Salinas was tapped by President Miguel de la Madrid to serve as Minister of Planning and Budget in 1982, a position that De la Madrid himself had previously held. It was a key cabinet position since Mexico was in dire financial circumstances following the presidency of José López Portillo, who as a desperate measure had nationalized the banks in Mexico and expropriated dollar-denominated savings accounts. The country held no hard currency reserves, exhaustion of foreign credit, and soaring interest rates. the Ministries of Finance and Planning and Budget became the most powerful positions to deal with the economic crisis. In the cabinet, Salinas's main rival was Jesús Silva Herzog, Minister of Finance. In the internecine politics that would decide who would succeed De la Madrid as president, Salinas sought to destroy the reputation of Silva Herzog. Another key figure in the cabinet was Manuel Bartlett, Minister of the Interior, with whom Salinas forged a non-compete alliance. Salinas also forged other alliances within the circles of power and did not directly compete with De la Madrid for public attention. Silva Herzog made missteps in his ministry, which Salinas capitalized on, forcing his resignation.
Salinas married his second wife, Ana Paula Gerard Rivero, shortly after his divorce from Occelli. It is believed that Salinas originally met Gerard in 1983 at the Instituto Tecnológico Autónomo de México, where he was teaching at the time, though that story remains unconfirmed. Gerard later worked as a technical secretary for the Economic Cabinet of the Salinas administration. The couple had three children. Gerard gave birth to their eldest daughter, Ana Emilia Margarita, in January 1996. Patricio Gerónimo Gerardo was born 1998, while their youngest son, Mateo, was born in 2006.

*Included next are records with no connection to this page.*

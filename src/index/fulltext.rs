//! Full-text index
//!
//! Inverted index from word to key set. A query matches the keys whose
//! values contain every query word (AND semantics).

use std::collections::{BTreeSet, HashMap};

use parking_lot::RwLock;

use super::{tokenize, ApplyObserver};

#[derive(Default)]
struct Postings {
    /// word -> keys whose value contains the word
    word_to_keys: HashMap<String, BTreeSet<String>>,

    /// key -> words currently indexed for it, so reindexing a key does not
    /// require walking the whole vocabulary
    key_to_words: HashMap<String, BTreeSet<String>>,
}

/// Inverted word index over values
pub struct FullTextIndex {
    postings: RwLock<Postings>,
}

impl FullTextIndex {
    pub fn new() -> Self {
        FullTextIndex {
            postings: RwLock::new(Postings::default()),
        }
    }

    /// Index (or reindex) a key's value
    pub fn index_value(&self, key: &str, value: &str) {
        let words: BTreeSet<String> = tokenize(value).into_iter().collect();
        let mut postings = self.postings.write();
        remove_postings(&mut postings, key);
        for word in &words {
            postings
                .word_to_keys
                .entry(word.clone())
                .or_default()
                .insert(key.to_string());
        }
        postings.key_to_words.insert(key.to_string(), words);
    }

    /// Drop a key from the index
    pub fn remove_key(&self, key: &str) {
        let mut postings = self.postings.write();
        remove_postings(&mut postings, key);
        postings.key_to_words.remove(key);
    }

    /// Keys whose value contains all query words, sorted.
    /// An empty query matches nothing.
    pub fn search(&self, query: &str) -> Vec<String> {
        let words = tokenize(query);
        if words.is_empty() {
            return Vec::new();
        }

        let postings = self.postings.read();
        let mut result: Option<BTreeSet<String>> = None;
        for word in &words {
            let keys = match postings.word_to_keys.get(word) {
                Some(keys) => keys,
                None => return Vec::new(),
            };
            result = Some(match result {
                None => keys.clone(),
                Some(acc) => acc.intersection(keys).cloned().collect(),
            });
        }
        result.map(|set| set.into_iter().collect()).unwrap_or_default()
    }
}

impl Default for FullTextIndex {
    fn default() -> Self {
        Self::new()
    }
}

impl ApplyObserver for FullTextIndex {
    fn on_apply(&self, key: &str, value: Option<&str>) {
        match value {
            Some(value) => self.index_value(key, value),
            None => self.remove_key(key),
        }
    }
}

fn remove_postings(postings: &mut Postings, key: &str) {
    if let Some(words) = postings.key_to_words.get(key).cloned() {
        for word in words {
            if let Some(keys) = postings.word_to_keys.get_mut(&word) {
                keys.remove(key);
                if keys.is_empty() {
                    postings.word_to_keys.remove(&word);
                }
            }
        }
    }
}
//! Response definitions
//!
//! Responses to clients. Every response carries `ok`; the remaining
//! fields are present only when meaningful so the wire stays compact.

use serde::{Deserialize, Serialize};
use serde_json::json;

use crate::error::MeridianError;

/// A response to send to a client
#[derive(Debug, Clone, PartialEq, Serialize, Deserialize)]
pub struct Response {
    pub ok: bool,

    /// Value for a successful get
    #[serde(skip_serializing_if = "Option::is_none")]
    pub value: Option<String>,

    /// `false` when a get missed (tombstones read as misses)
    #[serde(skip_serializing_if = "Option::is_none")]
    pub found: Option<bool>,

    /// Matching keys for a full-text search
    #[serde(skip_serializing_if = "Option::is_none")]
    pub keys: Option<Vec<String>>,

    /// (key, score) pairs for a similarity search, best first
    #[serde(skip_serializing_if = "Option::is_none")]
    pub matches: Option<Vec<(String, f32)>>,

    /// Error code when `ok` is false
    #[serde(skip_serializing_if = "Option::is_none")]
    pub error: Option<String>,

    /// Optional detail, e.g. the primary's port on `not_primary`
    #[serde(skip_serializing_if = "Option::is_none")]
    pub hint: Option<serde_json::Value>,
}

impl Response {
    fn base(ok: bool) -> Self {
        Response {
            ok,
            value: None,
            found: None,
            keys: None,
            matches: None,
            error: None,
            hint: None,
        }
    }

    /// Plain success (mutations)
    pub fn ok() -> Self {
        Self::base(true)
    }

    /// Successful get
    pub fn with_value(value: String) -> Self {
        Response {
            value: Some(value),
            ..Self::base(true)
        }
    }

    /// Get miss
    pub fn not_found() -> Self {
        Response {
            found: Some(false),
            ..Self::base(true)
        }
    }

    /// Full-text search result
    pub fn with_keys(keys: Vec<String>) -> Self {
        Response {
            keys: Some(keys),
            ..Self::base(true)
        }
    }

    /// Similarity search result
    pub fn with_matches(matches: Vec<(String, f32)>) -> Self {
        Response {
            matches: Some(matches),
            ..Self::base(true)
        }
    }

    /// Error response carrying the wire code and an optional hint
    pub fn from_error(error: &MeridianError) -> Self {
        let hint = match error {
            MeridianError::NotPrimary { kv_port: Some(port) } => {
                Some(json!({ "primary_kv_port": port }))
            }
            MeridianError::NotPrimary { kv_port: None } => None,
            MeridianError::Protocol(detail) => Some(json!(detail)),
            MeridianError::Unavailable(detail) => Some(json!(detail)),
            _ => None,
        };
        Response {
            error: Some(error.code().to_string()),
            hint,
            ..Self::base(false)
        }
    }

    /// Protocol error from a bare message (used before a request exists)
    pub fn protocol_error(detail: &str) -> Self {
        Self::from_error(&MeridianError::Protocol(detail.to_string()))
    }
}
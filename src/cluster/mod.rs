//! Cluster Module
//!
//! Primary/secondary replication with a bounded leader election.
//!
//! One node is Primary and accepts writes; it replicates every entry to
//! the Secondaries and acks the client only after a strict majority of
//! the cluster (itself included) holds the entry durably. Secondaries
//! that stop hearing heartbeats hold an election; terms keep at most one
//! Primary alive per epoch.

mod controller;
mod node;

pub use controller::{ClusterController, Role};
pub use node::ClusterNode;

use std::time::Duration;

/// Identity and address of one peer, as configured
#[derive(Debug, Clone)]
pub struct PeerInfo {
    pub node_id: u32,
    /// Replication address, e.g. `127.0.0.1:7502`
    pub repl_addr: String,
    /// Client-facing port, used for the `not_primary` hint
    pub kv_port: u16,
}

/// Configuration for one cluster node
#[derive(Debug, Clone)]
pub struct ClusterConfig {
    pub node_id: u32,

    /// Client-facing port of this node
    pub kv_port: u16,

    /// Replication listen address of this node
    pub repl_addr: String,

    /// All other cluster members, ascending node id
    pub peers: Vec<PeerInfo>,

    /// Primary heartbeat cadence
    pub heartbeat_interval: Duration,

    /// Election timeout range; each deadline is drawn uniformly from it
    pub election_timeout: (Duration, Duration),

    /// How long a write waits for a majority before `unavailable`
    pub majority_timeout: Duration,

    /// Per-peer outbound buffer capacity
    pub outbound_buffer: usize,
}

impl ClusterConfig {
    pub fn new(node_id: u32, kv_port: u16, repl_addr: String, peers: Vec<PeerInfo>) -> Self {
        ClusterConfig {
            node_id,
            kv_port,
            repl_addr,
            peers,
            heartbeat_interval: Duration::from_millis(150),
            election_timeout: (Duration::from_millis(800), Duration::from_millis(1600)),
            majority_timeout: Duration::from_millis(500),
            outbound_buffer: 10_000,
        }
    }

    /// Strict majority of the whole cluster (this node included)
    pub fn majority(&self) -> usize {
        (self.peers.len() + 1) / 2 + 1
    }
}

Salinas assumed the presidency on 1 December 1988 at the Legislative Palace of San Lázaro. There he took oath before the Congress of the Union. As the declared winner of a highly contested election, he had the task of restoring his own legitimacy and that of his party when he took office. The election had shown that much of the public desired reform, but Salinas appointed PRI hard-liners ("dinosaurs") to his cabinet, including Fernando Gutiérrez Barrios to the Ministry of the Interior; Manuel Bartlett to the Ministry of Education; and Carlos Hank González to Agriculture. The cabinet was cohesive in support of Salinas's neoliberal policies. Many ministers were technocrats with graduate academic degrees, a profile similar to Salinas's. Although there was opposition to many of Salinas's policies, it came from outside the cabinet. Over the course of his presidency, he moved or replaced a number of cabinet ministers. A key replacement in January 1994 immediately after the Chiapas conflict was at the Ministry of the Interior (Gobernación), appointing Jorge Carpizo, who had been head of the government National Human Rights Commission and previously was rector of the National Autonomous University of Mexico. When the PRI candidate in the 1994 elections, Luis Donaldo Colosio was assassinated in March 1994, new restrictions barring cabinet ministers who had not resigned in the six months previous to the election date from being candidates for the presidency meant that Salinas had a small pool of eligible choices.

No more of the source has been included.